Por isso, a advogada acredita que muitas companhias vão entender os riscos de seus funcionários mais vulneráveis à covid-19 e, assim, devem continuar adotando o home office, integral ou parcialmente, e até fazer uso de escritórios compartilhados visando a redução de custos.
Uma dessas empresas é a WS Cont, especializada em contabilidade. Até março, a organização ocupava um imóvel no bairro das Graças, na Zona Norte do Recife, e, com a retomada das atividades, decidiu não mais voltar para lá, deixando a maior parte dos funcionários em home office.
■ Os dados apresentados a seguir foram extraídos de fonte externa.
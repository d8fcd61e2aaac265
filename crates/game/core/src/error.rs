//! Common error infrastructure for rogue-core.
//!
//! This module provides the shared classification used by every error type in
//! the crate. Domain-specific errors (`CombatError`, `CatalogError`,
//! `OracleError`) live next to the code that produces them.
//!
//! # Design Principles
//!
//! - **Type Safety**: Each subsystem has its own error enum with specific variants
//! - **Fail Fast**: Data inconsistencies surface immediately, never as silent defaults
//! - **Severity Classification**: Errors are categorized for handling strategies

/// Severity level of an error, used for categorization and handling strategies.
///
/// - **Validation**: Invalid input that should be rejected without retry
/// - **Internal**: Inconsistent balance data or programmer error
/// - **Fatal**: The environment is missing something the engine cannot run without
#[derive(Clone, Copy, Debug, PartialEq, Eq, Hash)]
#[cfg_attr(feature = "serde", derive(serde::Serialize, serde::Deserialize))]
pub enum ErrorSeverity {
    /// Validation error - invalid input, should not retry without changes.
    ///
    /// Examples: negative health on a snapshot, negative attribute in a data file
    Validation,

    /// Internal error - inconsistent data or a bug in the caller.
    ///
    /// Examples: equipped item missing from the catalog, tag outside the vocabulary
    Internal,

    /// Fatal error - the engine cannot continue.
    ///
    /// Examples: missing required oracle
    Fatal,
}

impl ErrorSeverity {
    /// Returns a human-readable description of this severity level.
    pub const fn as_str(&self) -> &'static str {
        match self {
            Self::Validation => "validation",
            Self::Internal => "internal",
            Self::Fatal => "fatal",
        }
    }

    /// Returns true if this error indicates a bug or broken data.
    pub const fn is_internal(&self) -> bool {
        matches!(self, Self::Internal | Self::Fatal)
    }
}

/// Common trait for all rogue-core errors.
///
/// # Implementation Guidelines
///
/// - All error enums should implement this trait
/// - Use `#[derive(thiserror::Error)]` for Display/Error impl
/// - Classify severity based on who has to fix it, not on impact
pub trait GameError: core::fmt::Display + core::fmt::Debug {
    /// Returns the severity level of this error.
    fn severity(&self) -> ErrorSeverity;

    /// Returns a static string identifier for this error variant.
    ///
    /// Default implementation uses the error type name.
    fn error_code(&self) -> &'static str {
        core::any::type_name::<Self>()
    }
}
//! Types downstream clients interact with.
mod errors;

pub use errors::{Result, RuntimeError};
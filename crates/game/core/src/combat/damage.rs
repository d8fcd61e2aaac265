//! Damage stages that read item attributes.

use crate::env::{Attribute, CombatTables, ItemDefinition, RngOracle, compute_seed};
use crate::state::ActorSnapshot;

/// Seed context for the critical-hit roll.
pub const CRIT_ROLL: u32 = 0;

/// Sum of an attribute over a set of items.
pub fn attribute_total(items: &[&ItemDefinition], attribute: Attribute) -> i64 {
    items.iter().map(|item| item.attribute(attribute) as i64).sum()
}

/// Base damage of an attack.
///
/// # Formula
///
/// ```text
/// weapon = sum(base_damage of equipped items)
/// base   = weapon if weapon > 0 else unarmed_damage
/// ```
pub fn base_damage(items: &[&ItemDefinition], tables: &CombatTables) -> u32 {
    match to_damage(attribute_total(items, Attribute::BaseDamage)) {
        0 => tables.unarmed_damage,
        weapon => weapon,
    }
}

/// Rolls for a critical hit.
///
/// ```text
/// chance = min(base_crit_chance + sum(crit_chance), max_crit_chance)
/// crit   = d100 <= chance
/// ```
///
/// A chance of 0 never crits since d100 starts at 1.
pub fn roll_critical(
    attacker: &ActorSnapshot,
    defender: &ActorSnapshot,
    items: &[&ItemDefinition],
    seed: u64,
    tables: &CombatTables,
    rng: &(impl RngOracle + ?Sized),
) -> bool {
    let bonus = to_damage(attribute_total(items, Attribute::CritChance));
    let chance = tables
        .base_crit_chance
        .saturating_add(bonus)
        .min(tables.max_crit_chance);
    if chance == 0 {
        return false;
    }

    let roll_seed = compute_seed(seed, defender.id.0 as u64, attacker.id.0, CRIT_ROLL);
    rng.roll_d100(roll_seed) <= chance
}

/// Applies the critical multiplier.
pub fn apply_critical(damage: u32, tables: &CombatTables) -> u32 {
    to_damage((damage as i64).saturating_mul(tables.crit_multiplier as i64) / 100)
}

/// Armor reduction for a hit.
///
/// ```text
/// effective = armor × (100 - pierce) / 100
/// reduction = min(effective / armor_divisor, damage)
/// ```
pub fn armor_reduction(
    damage: u32,
    defender_items: &[&ItemDefinition],
    pierce: u32,
    tables: &CombatTables,
) -> u32 {
    let armor = attribute_total(defender_items, Attribute::Armor);
    let effective = armor * (100 - pierce.min(100) as i64) / 100;
    let reduction = to_damage(effective / tables.armor_divisor.max(1) as i64);
    reduction.min(damage)
}

/// Health returned to the attacker from damage actually dealt.
pub fn lifesteal(dealt: u32, attacker_items: &[&ItemDefinition]) -> u32 {
    let percent = attribute_total(attacker_items, Attribute::Lifesteal);
    to_damage((dealt as i64).saturating_mul(percent) / 100)
}

/// Flat damage the defender's items reflect onto the attacker.
pub fn thorns(defender_items: &[&ItemDefinition]) -> u32 {
    to_damage(attribute_total(defender_items, Attribute::Thorns))
}

/// Clamps a pipeline value into the damage domain `[0, u32::MAX]`.
#[inline]
pub fn to_damage(value: i64) -> u32 {
    value.clamp(0, u32::MAX as i64) as u32
}

#[cfg(test)]
mod tests {
    use super::*;
    use crate::env::{AttributeMap, ItemId, PcgRng};
    use crate::state::EntityId;
    use arrayvec::ArrayVec;

    fn item(id: u32, attributes: AttributeMap) -> ItemDefinition {
        ItemDefinition {
            id: ItemId(id),
            name: format!("item {id}"),
            tags: ArrayVec::new(),
            attributes,
        }
    }

    #[test]
    fn unarmed_when_no_weapon_damage() {
        let tables = CombatTables::new();
        assert_eq!(base_damage(&[], &tables), tables.unarmed_damage);

        let shield = item(1, AttributeMap::new().with(Attribute::Armor, 5));
        assert_eq!(base_damage(&[&shield], &tables), tables.unarmed_damage);
    }

    #[test]
    fn base_damage_sums_items() {
        let tables = CombatTables::new();
        let a = item(1, AttributeMap::new().with(Attribute::BaseDamage, 7));
        let b = item(2, AttributeMap::new().with(Attribute::BaseDamage, 5));
        assert_eq!(base_damage(&[&a, &b], &tables), 12);
    }

    #[test]
    fn armor_is_divided_and_pierced() {
        let tables = CombatTables::new();
        let plate = item(1, AttributeMap::new().with(Attribute::Armor, 10));
        // 10 / 2
        assert_eq!(armor_reduction(20, &[&plate], 0, &tables), 5);
        // 10 × 0.5 / 2 = 2
        assert_eq!(armor_reduction(20, &[&plate], 50, &tables), 2);
        assert_eq!(armor_reduction(20, &[&plate], 100, &tables), 0);
        // never more than the hit itself
        assert_eq!(armor_reduction(3, &[&plate], 0, &tables), 3);
    }

    #[test]
    fn zero_divisor_treated_as_one() {
        let tables = CombatTables {
            armor_divisor: 0,
            ..CombatTables::new()
        };
        let plate = item(1, AttributeMap::new().with(Attribute::Armor, 4));
        assert_eq!(armor_reduction(20, &[&plate], 0, &tables), 4);
    }

    #[test]
    fn critical_is_deterministic_per_seed() {
        let tables = CombatTables::new();
        let attacker = ActorSnapshot::bare(EntityId(0), 10);
        let defender = ActorSnapshot::bare(EntityId(1), 10);
        for seed in 0..200 {
            let a = roll_critical(&attacker, &defender, &[], seed, &tables, &PcgRng);
            let b = roll_critical(&attacker, &defender, &[], seed, &tables, &PcgRng);
            assert_eq!(a, b);
        }
    }

    #[test]
    fn zero_chance_never_crits() {
        let tables = CombatTables {
            base_crit_chance: 0,
            ..CombatTables::new()
        };
        let attacker = ActorSnapshot::bare(EntityId(0), 10);
        let defender = ActorSnapshot::bare(EntityId(1), 10);
        assert!((0..500).all(|seed| !roll_critical(
            &attacker, &defender, &[], seed, &tables, &PcgRng
        )));
    }

    #[test]
    fn capped_chance_always_crits_at_hundred() {
        let tables = CombatTables {
            base_crit_chance: 100,
            max_crit_chance: 100,
            ..CombatTables::new()
        };
        let attacker = ActorSnapshot::bare(EntityId(0), 10);
        let defender = ActorSnapshot::bare(EntityId(1), 10);
        assert!((0..500).all(|seed| roll_critical(
            &attacker, &defender, &[], seed, &tables, &PcgRng
        )));
        assert_eq!(apply_critical(20, &tables), 30);
    }

    #[test]
    fn lifesteal_and_thorns() {
        let fang = item(1, AttributeMap::new().with(Attribute::Lifesteal, 25));
        let spikes = item(2, AttributeMap::new().with(Attribute::Thorns, 3));
        assert_eq!(lifesteal(20, &[&fang]), 5);
        assert_eq!(thorns(&[&spikes, &spikes]), 6);
    }

    #[test]
    fn huge_values_saturate_instead_of_overflowing() {
        let leech = item(1, AttributeMap::new().with(Attribute::Lifesteal, i32::MAX));
        assert_eq!(
            lifesteal(i32::MAX as u32, &[&leech, &leech, &leech]),
            u32::MAX
        );

        let tables = CombatTables {
            crit_multiplier: u32::MAX,
            ..CombatTables::new()
        };
        assert_eq!(apply_critical(u32::MAX, &tables), u32::MAX);
        assert_eq!(apply_critical(0, &tables), 0);
    }
}
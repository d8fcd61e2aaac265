//! Daily seed derivation.
//!
//! Every run started on the same calendar day shares one seed, so all
//! players face identical dice.

use core::fmt;

use chrono::{NaiveDate, Utc};
use rogue_core::{Turn, compute_seed};
use sha2::{Digest, Sha256};

/// Seed context for per-turn seeds.
const TURN_CONTEXT: u32 = 0x7475_726e;

/// Seed shared by every run of a calendar day.
#[derive(Clone, Copy, Debug, PartialEq, Eq, Hash)]
pub struct DailySeed(u64);

impl DailySeed {
    const DOMAIN: &'static str = "daily-rogue";

    /// `SHA-256("daily-rogue:<yyyy-mm-dd>")`, first 8 bytes little-endian.
    pub fn from_date(date: NaiveDate) -> Self {
        let mut hasher = Sha256::new();
        hasher.update(Self::DOMAIN.as_bytes());
        hasher.update(b":");
        hasher.update(date.format("%Y-%m-%d").to_string().as_bytes());
        let digest = hasher.finalize();

        let mut bytes = [0u8; 8];
        bytes.copy_from_slice(&digest[..8]);
        Self(u64::from_le_bytes(bytes))
    }

    /// Seed for the current UTC day.
    pub fn today() -> Self {
        Self::from_date(Utc::now().date_naive())
    }

    /// Fixed seed, for replays and tests.
    pub const fn from_raw(seed: u64) -> Self {
        Self(seed)
    }

    pub const fn value(self) -> u64 {
        self.0
    }

    /// Seed handed to combat resolution on `turn`.
    pub fn turn_seed(self, turn: Turn) -> u64 {
        compute_seed(self.0, turn.0 as u64, 0, TURN_CONTEXT)
    }
}

impl fmt::Display for DailySeed {
    fn fmt(&self, f: &mut fmt::Formatter<'_>) -> fmt::Result {
        write!(f, "{:016x}", self.0)
    }
}
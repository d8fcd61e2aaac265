//! Tag synergy detection and application.
//!
//! A synergy is evaluated per tag, never per item pair: the tag's rule fires
//! at most once per resolution no matter how many items share it. Tags are
//! visited in vocabulary declaration order, which fixes the order effects are
//! pushed onto the bonus stack and the order they are reported.

use crate::combat::FiredSynergy;
use crate::env::{ItemDefinition, SynergyEffect, TagRegistry};
use crate::stats::{Bonus, BonusStack};

/// Finds every synergy whose threshold the equipped items reach.
///
/// Each equipped slot counts once per tag, so two copies of the same item
/// count as two.
pub fn detect_synergies(items: &[&ItemDefinition], tags: &TagRegistry) -> Vec<FiredSynergy> {
    tags.iter()
        .filter_map(|(id, tag)| {
            let rule = tag.synergy?;
            let matched = items.iter().filter(|item| item.has_tag(id)).count();
            (matched >= rule.threshold as usize).then(|| FiredSynergy {
                tag: id,
                name: tag.name.clone(),
                matched: matched.min(u8::MAX as usize) as u8,
                effect: rule.effect,
            })
        })
        .collect()
}

/// Applies the damage effects of fired synergies to `base`.
pub fn apply_synergies(base: u32, synergies: &[FiredSynergy]) -> u32 {
    let mut stack = BonusStack::new();
    for synergy in synergies {
        match synergy.effect {
            SynergyEffect::More(percent) => stack.add(Bonus::more(percent)),
            SynergyEffect::Flat(amount) => stack.add(Bonus::flat(amount)),
            SynergyEffect::Pierce(_) => {}
        }
    }
    super::damage::to_damage(stack.apply(base as i64, 0, u32::MAX as i64))
}

/// Total armor pierce granted by fired synergies, capped at 100%.
pub fn armor_pierce(synergies: &[FiredSynergy]) -> u32 {
    synergies
        .iter()
        .filter_map(|s| match s.effect {
            SynergyEffect::Pierce(percent) => Some(percent as u32),
            _ => None,
        })
        .sum::<u32>()
        .min(100)
}
//! Attack orchestration on top of the pure combat engine.
//!
//! An [`Encounter`] is the only place where combat results are written back
//! into a [`RunState`]: it snapshots both actors, resolves the attack with the
//! turn's seed, applies the health deltas and advances the turn.

use rogue_core::{CombatResult, EntityId, GameError, StatusEffectKind, resolve};

use crate::api::{Result, RuntimeError};
use crate::oracle::OracleManager;
use crate::state::{CombatLogEntry, RunState};

/// How a [`Encounter::fight`] ended.
#[derive(Clone, Copy, Debug, PartialEq, Eq)]
pub enum FightOutcome {
    /// The foe was defeated.
    Victory,
    /// The player was defeated.
    Defeat,
    /// Both actors were still standing after the turn limit.
    Draw,
}

/// Summary of an automatic fight.
#[derive(Clone, Copy, Debug, PartialEq, Eq)]
pub struct FightReport {
    pub outcome: FightOutcome,
    /// Attacks resolved during the fight.
    pub attacks: u32,
}

/// Binds run content to combat operations.
#[derive(Clone, Copy)]
pub struct Encounter<'a> {
    oracles: &'a OracleManager,
}

impl<'a> Encounter<'a> {
    pub fn new(oracles: &'a OracleManager) -> Self {
        Self { oracles }
    }

    /// Resolves one attack and writes the result back into `state`.
    ///
    /// # Errors
    ///
    /// Fails without touching `state` when either actor is unknown, the
    /// attacker targets itself or is already defeated, or combat resolution
    /// rejects the snapshots.
    pub fn attack(
        &self,
        state: &mut RunState,
        attacker: EntityId,
        defender: EntityId,
    ) -> Result<CombatResult> {
        if attacker == defender {
            return Err(RuntimeError::SelfTarget(attacker));
        }

        let turn = state.turn();
        let attacker_state = state.require(attacker)?;
        if attacker_state.is_defeated() {
            tracing::warn!(%attacker, %turn, "defeated actor tried to attack");
            return Err(RuntimeError::ActorDefeated(attacker));
        }
        let attacker_snapshot = attacker_state.snapshot(turn);
        let defender_snapshot = state.require(defender)?.snapshot(turn);

        let seed = state.seed().turn_seed(turn);
        let env = self.oracles.as_combat_env();
        let result = resolve(&attacker_snapshot, &defender_snapshot, Some(seed), &env)
            .inspect_err(|err| {
                tracing::warn!(
                    %attacker,
                    %defender,
                    %turn,
                    severity = err.severity().as_str(),
                    code = err.error_code(),
                    error = %err,
                    "combat resolution rejected"
                );
            })?;

        tracing::debug!(
            %attacker,
            %defender,
            %turn,
            damage = result.damage,
            critical = result.critical,
            synergies = ?result.synergy_names(),
            "resolved attack"
        );

        state.require_mut(attacker)?.apply_hp_delta(result.attacker_hp_delta);
        state.require_mut(defender)?.apply_hp_delta(result.defender_hp_delta);

        if result.defender_defeated {
            tracing::info!(%attacker, %defender, %turn, "actor defeated");
        }
        if result.attacker_defeated {
            tracing::info!(%defender, %attacker, %turn, "attacker fell to thorns");
        }

        state.record(CombatLogEntry {
            turn,
            attacker,
            defender,
            result: result.clone(),
        });
        state.advance_turn();

        Ok(result)
    }

    /// Applies a status effect lasting the configured duration.
    ///
    /// Returns false when the target has no free status slot.
    pub fn apply_status(
        &self,
        state: &mut RunState,
        target: EntityId,
        kind: StatusEffectKind,
    ) -> Result<bool> {
        let expires_at = state.turn() + self.oracles.config().status_duration;
        let applied = state.require_mut(target)?.status.add(kind, expires_at);
        if applied {
            tracing::debug!(%target, %kind, %expires_at, "applied status effect");
        } else {
            tracing::warn!(%target, %kind, "status effect dropped, no free slot");
        }
        Ok(applied)
    }

    /// Alternates attacks between the player and `foe` until one falls or the
    /// turn limit is reached. The player strikes first.
    ///
    /// # Errors
    ///
    /// Returns [`RuntimeError::ActorDefeated`] without resolving any attack
    /// when either side is already down.
    pub fn fight(&self, state: &mut RunState, foe: EntityId) -> Result<FightReport> {
        let player = EntityId::PLAYER;
        for id in [player, foe] {
            if state.require(id)?.is_defeated() {
                return Err(RuntimeError::ActorDefeated(id));
            }
        }

        let max_turns = self.oracles.config().max_turns;
        let mut attacks = 0;
        let (mut attacker, mut defender) = (player, foe);

        while attacks < max_turns {
            self.attack(state, attacker, defender)?;
            attacks += 1;

            let player_down = state.require(player)?.is_defeated();
            let foe_down = state.require(foe)?.is_defeated();
            let outcome = match (player_down, foe_down) {
                (true, _) => Some(FightOutcome::Defeat),
                (false, true) => Some(FightOutcome::Victory),
                (false, false) => None,
            };
            if let Some(outcome) = outcome {
                tracing::info!(%foe, ?outcome, attacks, "fight finished");
                return Ok(FightReport { outcome, attacks });
            }

            core::mem::swap(&mut attacker, &mut defender);
        }

        tracing::info!(%foe, attacks, "fight reached the turn limit");
        Ok(FightReport {
            outcome: FightOutcome::Draw,
            attacks,
        })
    }
}

#[cfg(test)]
mod tests {
    use super::*;
    use crate::daily::DailySeed;
    use rogue_core::{
        ActorState, Attribute, CombatError, CombatTables, GameConfig, ItemCatalog, ItemId,
        ItemSpec, RuleTables, SynergyEffect, SynergyRule, TagDefinition, TagRegistry, Turn,
    };

    fn oracles(config: GameConfig) -> OracleManager {
        let tags = TagRegistry::new(vec![TagDefinition::new("fire").with_synergy(
            SynergyRule::pair(SynergyEffect::More(50)),
        )])
        .unwrap();
        let items = ItemCatalog::build(
            &tags,
            vec![
                ItemSpec::new(1, "Ember Blade")
                    .tag("fire")
                    .attribute(Attribute::BaseDamage, 10),
                ItemSpec::new(2, "Ember Ring")
                    .tag("fire")
                    .attribute(Attribute::BaseDamage, 10),
                ItemSpec::new(3, "Spiked Hide").attribute(Attribute::Thorns, 50),
            ],
        )
        .unwrap();
        OracleManager::new(items, RuleTables::new(CombatTables::new(), tags), config)
    }

    fn run() -> RunState {
        let mut player = ActorState::new(EntityId::PLAYER, "Hero", 40);
        player.equip(ItemId(1)).unwrap();
        player.equip(ItemId(2)).unwrap();
        let mut state = RunState::new(DailySeed::from_raw(7), player);
        state.spawn(ActorState::new(EntityId(1), "Slime", 100)).unwrap();
        state
    }

    #[test]
    fn attack_applies_deltas_and_advances_turn() {
        let oracles = oracles(GameConfig::default());
        let encounter = Encounter::new(&oracles);
        let mut state = run();

        let result = encounter.attack(&mut state, EntityId::PLAYER, EntityId(1)).unwrap();

        assert!(result.damage >= 30);
        assert_eq!(
            state.require(EntityId(1)).unwrap().hp,
            100 - result.damage as i32
        );
        assert_eq!(state.turn(), Turn(1));
        assert_eq!(state.log().len(), 1);
        assert_eq!(state.log()[0].result, result);
    }

    #[test]
    fn same_seed_same_log() {
        let oracles = oracles(GameConfig::default());
        let encounter = Encounter::new(&oracles);
        let mut a = run();
        let mut b = run();
        for _ in 0..3 {
            encounter.attack(&mut a, EntityId::PLAYER, EntityId(1)).unwrap();
            encounter.attack(&mut b, EntityId::PLAYER, EntityId(1)).unwrap();
        }
        assert_eq!(a.log(), b.log());
    }

    #[test]
    fn invalid_attacks_leave_state_untouched() {
        let oracles = oracles(GameConfig::default());
        let encounter = Encounter::new(&oracles);
        let mut state = run();

        assert!(matches!(
            encounter.attack(&mut state, EntityId::PLAYER, EntityId::PLAYER),
            Err(RuntimeError::SelfTarget(_))
        ));
        assert!(matches!(
            encounter.attack(&mut state, EntityId::PLAYER, EntityId(5)),
            Err(RuntimeError::UnknownActor(EntityId(5)))
        ));

        state.require_mut(EntityId(1)).unwrap().hp = 0;
        assert!(matches!(
            encounter.attack(&mut state, EntityId(1), EntityId::PLAYER),
            Err(RuntimeError::ActorDefeated(EntityId(1)))
        ));

        assert_eq!(state.turn(), Turn::ZERO);
        assert!(state.log().is_empty());
    }

    #[test]
    fn status_lasts_configured_duration() {
        let config = GameConfig {
            status_duration: 2,
            ..GameConfig::default()
        };
        let oracles = oracles(config);
        let encounter = Encounter::new(&oracles);
        let mut state = run();

        assert!(
            encounter
                .apply_status(&mut state, EntityId(1), StatusEffectKind::Shielded)
                .unwrap()
        );
        encounter.attack(&mut state, EntityId::PLAYER, EntityId(1)).unwrap();
        assert!(
            state
                .require(EntityId(1))
                .unwrap()
                .status
                .contains(StatusEffectKind::Shielded)
        );
        encounter.attack(&mut state, EntityId::PLAYER, EntityId(1)).unwrap();
        assert!(state.require(EntityId(1)).unwrap().status.is_empty());
    }

    #[test]
    fn fight_ends_in_victory() {
        let oracles = oracles(GameConfig::default());
        let encounter = Encounter::new(&oracles);
        let mut state = run();

        let report = encounter.fight(&mut state, EntityId(1)).unwrap();

        assert_eq!(report.outcome, FightOutcome::Victory);
        assert!(state.require(EntityId(1)).unwrap().is_defeated());
        assert_eq!(state.log().len() as u32, report.attacks);
    }

    #[test]
    fn thorns_can_defeat_the_player() {
        let oracles = oracles(GameConfig::default());
        let encounter = Encounter::new(&oracles);
        let mut state = run();
        state.require_mut(EntityId(1)).unwrap().equip(ItemId(3)).unwrap();

        let report = encounter.fight(&mut state, EntityId(1)).unwrap();

        assert_eq!(report.outcome, FightOutcome::Defeat);
        assert_eq!(report.attacks, 1);
        assert_eq!(state.require(EntityId::PLAYER).unwrap().hp, 0);
    }

    #[test]
    fn fight_with_defeated_foe_is_rejected() {
        let oracles = oracles(GameConfig::default());
        let encounter = Encounter::new(&oracles);
        let mut state = run();
        state.require_mut(EntityId(1)).unwrap().hp = 0;

        assert!(matches!(
            encounter.fight(&mut state, EntityId(1)),
            Err(RuntimeError::ActorDefeated(EntityId(1)))
        ));
        assert_eq!(state.turn(), Turn::ZERO);
        assert!(state.log().is_empty());
    }

    #[test]
    fn rejected_resolution_leaves_state_untouched() {
        let oracles = oracles(GameConfig::default());
        let encounter = Encounter::new(&oracles);
        let mut state = run();
        state.require_mut(EntityId(1)).unwrap().equip(ItemId(99)).unwrap();

        let err = encounter
            .attack(&mut state, EntityId::PLAYER, EntityId(1))
            .unwrap_err();

        assert!(matches!(
            err,
            RuntimeError::Combat(CombatError::ItemNotFound {
                item: ItemId(99),
                ..
            })
        ));
        assert_eq!(state.require(EntityId(1)).unwrap().hp, 100);
        assert_eq!(state.turn(), Turn::ZERO);
        assert!(state.log().is_empty());
    }

    #[test]
    fn fight_draws_at_turn_limit() {
        let oracles = oracles(GameConfig::with_max_turns(2));
        let encounter = Encounter::new(&oracles);
        let mut state = run();
        state.require_mut(EntityId(1)).unwrap().max_hp = 10_000;
        state.require_mut(EntityId(1)).unwrap().hp = 10_000;

        let report = encounter.fight(&mut state, EntityId(1)).unwrap();

        assert_eq!(report.outcome, FightOutcome::Draw);
        assert_eq!(report.attacks, 2);
    }
}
Quem precisa trabalhar presencialmente, agora o faz em um escritório compartilhado em Boa Viagem, Zona Sul da cidade. “Tivemos uma redução drástica no faturamento da empresa e optamos por economizar e preservar ao máximo a saúde dos nossos colaboradores”, explica Márcio Rodrigues, sócio da WS Cont.
Segundo Anna Carolina, ao mesmo tempo que essas mudanças protegem a saúde das pessoas, elas podem gerar vulnerabilidades antes não existentes para empresa. “Durante esse período de isolamento social, com o home office, muitas empresas sofreram ataques de pessoas tentando roubar seus dados”, diz a advogada.
Por pouco, a WS Cont não entrou no hall das organizações que tiveram informações importantes roubadas. Por isso, Márcio diz que a empresa se prepara para garantir a segurança dos dados com que trabalha. “Com o compartilhamento do escritório e, consequentemente, da rede, teremos que nos preparar ainda mais, porque, quando estávamos cada um de suas casas, por pouco, não tivemos um grande problema”, conta o empresário.
Ele lembra que em maio o computador de um dos funcionários foi invadido por um vírus, o que deixou todos em alerta. “Agora, sem a necessidade de se preocupar com as burocracias operacionais, como IPTU, água, luz e internet, podemos fazer um bom investimento em segurança digital”, declara Rodrigues, afirmando que a WS Cont aprendeu a lição e vai se prevenir.
Para a advogada Anna Carolina, este é o caminho. Ela sugere que as empresas adotem cuidados, como orientar todos os colaboradores para os riscos do trabalho fora do sistema de segurança empresarial, criar backup frequente desses dados, armazenar eles em nuvens com segurança, contratar especialistas na área, visando a preservação desses dados. “Ações de prevenção e de reação a falhas na segurança são fatores fundamentais neste momento, que é um cenário novo para a maior parte das pessoas e corporações”, sentencia Anna Carolina Cabral.